### Exercise requirements
Among the lines of the records, count those containing the word "never", then give the number alone.

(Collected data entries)

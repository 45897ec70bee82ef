//! The concurrent page provider. A [`PagePool`] pre-reserves a *super-block*
//! of `LIMIT` contiguous pages plus a sibling array of one descriptor per
//! page, and then hands pages out and takes them back without ever locking:
//! the only shared mutable word is a packed 64-bit *anchor* updated through
//! compare-and-swap.
//!
//! ```text
//!               anchor (AtomicU64)
//!     +--------+------+-----------+---------+
//!     | status | head | available |   tag   |
//!     | 2 bits | 18 b |   18 b    |  26 b   |
//!     +--------+--|---+-----------+---------+
//!                 |
//!                 v            descriptors
//!     +------+------+------+------+
//!     | next | next | next | ...  |   free pages form a LIFO chained
//!     +--|---+------+---^--+------+   through their indices
//!        +----------------+
//!
//!     +--------+--------+--------+------+
//!     | page 0 | page 1 | page 2 | ...  |  super-block
//!     +--------+--------+--------+------+
//! ```
//!
//! The pool initializes lazily. The first caller to move the anchor from
//! `Initial` to `Allocating` maps both regions and links the descriptors;
//! everyone else yields until the anchor reads `Allocated`. If the OS refuses
//! to map either region the anchor moves to `Failed`, which is terminal:
//! every later request reports [`Error::OutOfMemory`].

use std::{
    ptr::{self, NonNull},
    sync::atomic::{AtomicBool, AtomicPtr, AtomicU32, AtomicU64, Ordering},
    thread,
};

use log::{error, trace};

use crate::{
    error::{Error, Failure, Result},
    platform::{self, PAGE_SIZE},
    range::VirtualAddressRange,
    traits::Provider,
};

/// Default page limit: 1 GiB worth of pages, minus one so the count fits the
/// anchor's 18-bit fields.
pub(crate) const DEFAULT_PAGE_LIMIT: usize = (1 << 30) / PAGE_SIZE - 1;

/// Hard ceiling imposed by the 18-bit `head` and `available` anchor fields.
/// The value `LIMIT` itself is reserved as the list-end sentinel.
const MAX_PAGE_LIMIT: usize = (1 << 18) - 1;

/// Initialization state machine, stored in the anchor's low two bits.
#[derive(Clone, Copy, PartialEq, Eq, Debug)]
enum Status {
    Initial = 0,
    Allocating = 1,
    Allocated = 2,
    Failed = 3,
}

/// Unpacked view of the anchor word. Bits, from low to high: `status` (2),
/// `head` (18), `available` (18), `tag` (26).
///
/// `head` indexes the first free descriptor, with `LIMIT` as the end
/// sentinel. `available` counts free pages. `tag` is a generation counter
/// bumped by every successful CAS: a page popped and pushed back between a
/// competitor's load and CAS leaves `head` looking untouched while the
/// descriptor links changed underneath (the classic ABA trap of a LIFO), and
/// the tag is what makes such an interleaving fail the CAS.
#[derive(Clone, Copy, PartialEq, Eq, Debug)]
struct Anchor {
    status: Status,
    head: u32,
    available: u32,
    tag: u32,
}

const FIELD_MASK: u64 = (1 << 18) - 1;
const TAG_MASK: u64 = (1 << 26) - 1;

impl Anchor {
    fn pack(self) -> u64 {
        self.status as u64
            | (self.head as u64 & FIELD_MASK) << 2
            | (self.available as u64 & FIELD_MASK) << 20
            | (self.tag as u64 & TAG_MASK) << 38
    }

    fn unpack(bits: u64) -> Self {
        let status = match bits & 0b11 {
            0 => Status::Initial,
            1 => Status::Allocating,
            2 => Status::Allocated,
            _ => Status::Failed,
        };

        Self {
            status,
            head: (bits >> 2 & FIELD_MASK) as u32,
            available: (bits >> 20 & FIELD_MASK) as u32,
            tag: (bits >> 38 & TAG_MASK) as u32,
        }
    }

    fn bump_tag(self) -> Self {
        Self {
            tag: self.tag.wrapping_add(1) & TAG_MASK as u32,
            ..self
        }
    }
}

/// One entry per page in the super-block. Free pages chain through `next`
/// into the LIFO the anchor's `head` points at; `next` is a pure index into
/// the sibling array, not a pointer.
struct Descriptor {
    next: AtomicU32,
    occupied: AtomicBool,
}

/// Lock-free provider of page-sized, page-aligned blocks, capped at `LIMIT`
/// outstanding pages. Reuses returned pages in LIFO order.
///
/// # Examples
///
/// ```
/// use stratalloc::{PagePool, Provider};
///
/// let pool = PagePool::<8>::new();
///
/// let page = pool.provide(1).unwrap();
/// unsafe {
///     page.as_ptr().write(42);
///     pool.release(page).unwrap();
/// }
/// ```
pub struct PagePool<const LIMIT: usize = DEFAULT_PAGE_LIMIT> {
    anchor: AtomicU64,
    descriptors: AtomicPtr<Descriptor>,
    super_block: AtomicPtr<u8>,
}

impl<const LIMIT: usize> PagePool<LIMIT> {
    /// Post-monomorphization guard: `head` and `available` are 18-bit fields
    /// and `LIMIT` doubles as the list-end sentinel.
    const LIMIT_FITS: () = assert!(LIMIT > 0 && LIMIT <= MAX_PAGE_LIMIT);

    /// Pages needed for the descriptor array.
    const DESCRIPTOR_PAGES: usize =
        (LIMIT * std::mem::size_of::<Descriptor>() + PAGE_SIZE - 1) / PAGE_SIZE;

    /// Builds an empty pool. No memory is mapped until the first
    /// [`Provider::provide`] call.
    pub const fn new() -> Self {
        let _: () = Self::LIMIT_FITS;

        Self {
            anchor: AtomicU64::new(0),
            descriptors: AtomicPtr::new(ptr::null_mut()),
            super_block: AtomicPtr::new(ptr::null_mut()),
        }
    }

    /// Races the anchor from `Initial` to `Allocating` and, if we win, maps
    /// the descriptor array and the super-block. Both pointers are published
    /// before the release store of the `Allocated` anchor, so any thread that
    /// observes `Allocated` also observes the mapped regions and the fully
    /// linked descriptor LIFO.
    fn initialize(&self) -> Result<()> {
        let old = Anchor::unpack(self.anchor.load(Ordering::Acquire));
        if old.status != Status::Initial {
            return Ok(());
        }

        let claim = Anchor {
            status: Status::Allocating,
            ..old
        };
        if self
            .anchor
            .compare_exchange(old.pack(), claim.pack(), Ordering::AcqRel, Ordering::Acquire)
            .is_err()
        {
            // Lost the race. The winner is mapping; our caller retries.
            return Ok(());
        }

        let descriptors = match platform::fetch_pages(Self::DESCRIPTOR_PAGES) {
            Ok(range) => range,
            Err(failure) => return self.fail_init(failure),
        };

        let super_block = match platform::fetch_pages(LIMIT) {
            Ok(range) => range,
            Err(failure) => {
                let _ = platform::return_pages(descriptors);
                return self.fail_init(failure);
            }
        };

        // Link every descriptor into the initial LIFO: 0 -> 1 -> ... -> LIMIT.
        let table = unsafe { descriptors.base_unchecked() }.cast::<Descriptor>();
        for index in 0..LIMIT {
            unsafe {
                table.as_ptr().add(index).write(Descriptor {
                    next: AtomicU32::new(index as u32 + 1),
                    occupied: AtomicBool::new(false),
                });
            }
        }

        self.descriptors.store(table.as_ptr(), Ordering::Release);
        self.super_block
            .store(unsafe { super_block.base_unchecked() }.as_ptr(), Ordering::Release);

        let ready = Anchor {
            status: Status::Allocated,
            head: 0,
            available: LIMIT as u32,
            tag: claim.tag,
        }
        .bump_tag();
        self.anchor.store(ready.pack(), Ordering::Release);

        trace!("page pool initialized with {LIMIT} pages");
        Ok(())
    }

    /// Terminal failure path of the init race.
    fn fail_init(&self, failure: Failure) -> Result<()> {
        error!("page pool initialization failed: {failure}");

        let failed = Anchor {
            status: Status::Failed,
            head: 0,
            available: 0,
            tag: 0,
        };
        self.anchor.store(failed.pack(), Ordering::Release);

        Err(Error::from(failure))
    }

    fn descriptor(&self, index: usize) -> &Descriptor {
        // Non-null for any index < LIMIT once `Allocated` has been observed.
        unsafe { &*self.descriptors.load(Ordering::Acquire).add(index) }
    }
}

impl<const LIMIT: usize> Provider for PagePool<LIMIT> {
    fn provide(&self, count: usize) -> Result<NonNull<u8>> {
        if count == 0 || count > LIMIT {
            return Err(Error::InvalidInput);
        }
        if count != 1 {
            return Err(Error::OperationNotSupported);
        }

        loop {
            let old = Anchor::unpack(self.anchor.load(Ordering::Acquire));

            match old.status {
                Status::Initial => {
                    self.initialize()?;
                    continue;
                }
                Status::Allocating => {
                    thread::yield_now();
                    continue;
                }
                Status::Failed => return Err(Error::OutOfMemory),
                Status::Allocated => {}
            }

            if old.available == 0 || old.head as usize == LIMIT {
                return Err(Error::NoFreeBlock);
            }

            let next = self.descriptor(old.head as usize).next.load(Ordering::Acquire);
            let new = Anchor {
                head: next,
                available: old.available - 1,
                ..old
            }
            .bump_tag();

            if self
                .anchor
                .compare_exchange_weak(old.pack(), new.pack(), Ordering::AcqRel, Ordering::Acquire)
                .is_ok()
            {
                let descriptor = self.descriptor(old.head as usize);
                descriptor.occupied.store(true, Ordering::Release);
                descriptor.next.store(0, Ordering::Relaxed);

                let base = self.super_block.load(Ordering::Acquire);
                let page = unsafe { base.add(old.head as usize * PAGE_SIZE) };
                return Ok(unsafe { NonNull::new_unchecked(page) });
            }
        }
    }

    unsafe fn release(&self, ptr: NonNull<u8>) -> Result<()> {
        let anchor = Anchor::unpack(self.anchor.load(Ordering::Acquire));
        if anchor.status != Status::Allocated {
            return Err(Error::InvalidInput);
        }

        let base = self.super_block.load(Ordering::Acquire) as usize;
        let address = ptr.as_ptr() as usize;
        if address < base || address >= base + LIMIT * PAGE_SIZE || (address - base) % PAGE_SIZE != 0
        {
            return Err(Error::InvalidInput);
        }

        let index = (address - base) / PAGE_SIZE;
        let descriptor = self.descriptor(index);

        // A page that isn't outstanding can't come back: catches double
        // releases and pointers we never handed out.
        if !descriptor.occupied.swap(false, Ordering::AcqRel) {
            return Err(Error::InvalidInput);
        }

        loop {
            let old = Anchor::unpack(self.anchor.load(Ordering::Acquire));
            let new = Anchor {
                head: index as u32,
                available: old.available + 1,
                ..old
            }
            .bump_tag();

            // The link is written before the CAS publishes this page as the
            // new head, so a provide that races in right after the CAS
            // observes a well formed LIFO.
            descriptor.next.store(old.head, Ordering::Release);

            if self
                .anchor
                .compare_exchange_weak(old.pack(), new.pack(), Ordering::AcqRel, Ordering::Acquire)
                .is_ok()
            {
                return Ok(());
            }
        }
    }

    fn block_size(&self) -> usize {
        PAGE_SIZE
    }
}

impl<const LIMIT: usize> Default for PagePool<LIMIT> {
    fn default() -> Self {
        Self::new()
    }
}

impl<const LIMIT: usize> Drop for PagePool<LIMIT> {
    fn drop(&mut self) {
        let anchor = Anchor::unpack(self.anchor.load(Ordering::Acquire));
        if anchor.status != Status::Allocated {
            return;
        }

        let super_block = self.super_block.load(Ordering::Acquire);
        let descriptors = self.descriptors.load(Ordering::Acquire);

        unsafe {
            let super_block =
                VirtualAddressRange::new(NonNull::new_unchecked(super_block), LIMIT);
            if let Err(failure) = platform::return_pages(super_block) {
                error!("failed to unmap super-block: {failure}");
            }

            let descriptors = VirtualAddressRange::new(
                NonNull::new_unchecked(descriptors.cast()),
                Self::DESCRIPTOR_PAGES,
            );
            if let Err(failure) = platform::return_pages(descriptors) {
                error!("failed to unmap descriptors: {failure}");
            }
        }
    }
}
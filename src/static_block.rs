//! A provider backed by static storage. Useful when the strategy algorithms
//! are wanted on memory that never came from the OS: embedded targets, tests,
//! or simply a fixed arena carved out at compile time.

use std::{
    cell::UnsafeCell,
    ptr::NonNull,
    sync::atomic::{AtomicBool, Ordering},
};

use crate::{
    error::{Error, Result},
    traits::Provider,
};

/// Backing storage, page aligned so strategies can make the same alignment
/// assumptions they make about OS pages.
#[repr(C, align(4096))]
struct Backing<const SIZE: usize>([u8; SIZE]);

/// Provider of a single fixed block carved from static storage. The block is
/// handed out once; further requests fail with [`Error::NoFreeBlock`] until
/// it comes back.
///
/// The backing bytes live inside the provider itself, so it must not move
/// while its block is outstanding. Put it in a `static`, or lend it to the
/// strategy by reference.
///
/// # Examples
///
/// ```
/// use stratalloc::{Provider, StaticBlock};
///
/// static ARENA: StaticBlock<4096> = StaticBlock::new();
///
/// let block = ARENA.provide(1).unwrap();
/// assert_eq!(ARENA.provide(1), Err(stratalloc::Error::NoFreeBlock));
/// unsafe { ARENA.release(block).unwrap() };
/// ```
pub struct StaticBlock<const SIZE: usize> {
    bytes: UnsafeCell<Backing<SIZE>>,
    taken: AtomicBool,
}

// The buffer is only ever exposed through the provider contract: whoever
// holds the block borrows it exclusively until release.
unsafe impl<const SIZE: usize> Sync for StaticBlock<SIZE> {}

impl<const SIZE: usize> StaticBlock<SIZE> {
    pub const fn new() -> Self {
        Self {
            bytes: UnsafeCell::new(Backing([0; SIZE])),
            taken: AtomicBool::new(false),
        }
    }

    fn base(&self) -> NonNull<u8> {
        // The backing array address is never null.
        unsafe { NonNull::new_unchecked(self.bytes.get().cast()) }
    }
}

impl<const SIZE: usize> Provider for StaticBlock<SIZE> {
    fn provide(&self, count: usize) -> Result<NonNull<u8>> {
        if count != 1 {
            return Err(Error::InvalidInput);
        }

        if self.taken.swap(true, Ordering::AcqRel) {
            return Err(Error::NoFreeBlock);
        }

        Ok(self.base())
    }

    unsafe fn release(&self, ptr: NonNull<u8>) -> Result<()> {
        if ptr != self.base() {
            return Err(Error::InvalidInput);
        }

        self.taken.store(false, Ordering::Release);
        Ok(())
    }

    fn block_size(&self) -> usize {
        SIZE
    }
}

impl<const SIZE: usize> Default for StaticBlock<SIZE> {
    fn default() -> Self {
        Self::new()
    }
}

#[cfg(test)]
mod tests {
    use super::*;

    #[test]
    fn hands_out_its_block_exactly_once() {
        let arena = StaticBlock::<256>::new();

        let block = arena.provide(1).unwrap();
        assert_eq!(arena.block_size(), 256);
        assert_eq!(arena.provide(1), Err(Error::NoFreeBlock));

        unsafe {
            block.as_ptr().write(9);
            arena.release(block).unwrap();
        }

        // Releasing re-arms the provider with the same block.
        assert_eq!(arena.provide(1), Ok(block));
    }

    #[test]
    fn rejects_counts_other_than_one() {
        let arena = StaticBlock::<256>::new();

        assert_eq!(arena.provide(0), Err(Error::InvalidInput));
        assert_eq!(arena.provide(2), Err(Error::InvalidInput));
    }

    #[test]
    fn release_validates_pointer_identity() {
        let arena = StaticBlock::<256>::new();
        let block = arena.provide(1).unwrap();

        unsafe {
            let inside = NonNull::new(block.as_ptr().add(8)).unwrap();
            assert_eq!(arena.release(inside), Err(Error::InvalidInput));

            arena.release(block).unwrap();
        }
    }

    #[test]
    fn backing_storage_is_page_aligned() {
        let arena = StaticBlock::<128>::new();
        assert_eq!(arena.provide(1).unwrap().as_ptr() as usize % 4096, 0);
    }
}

### Task solution
3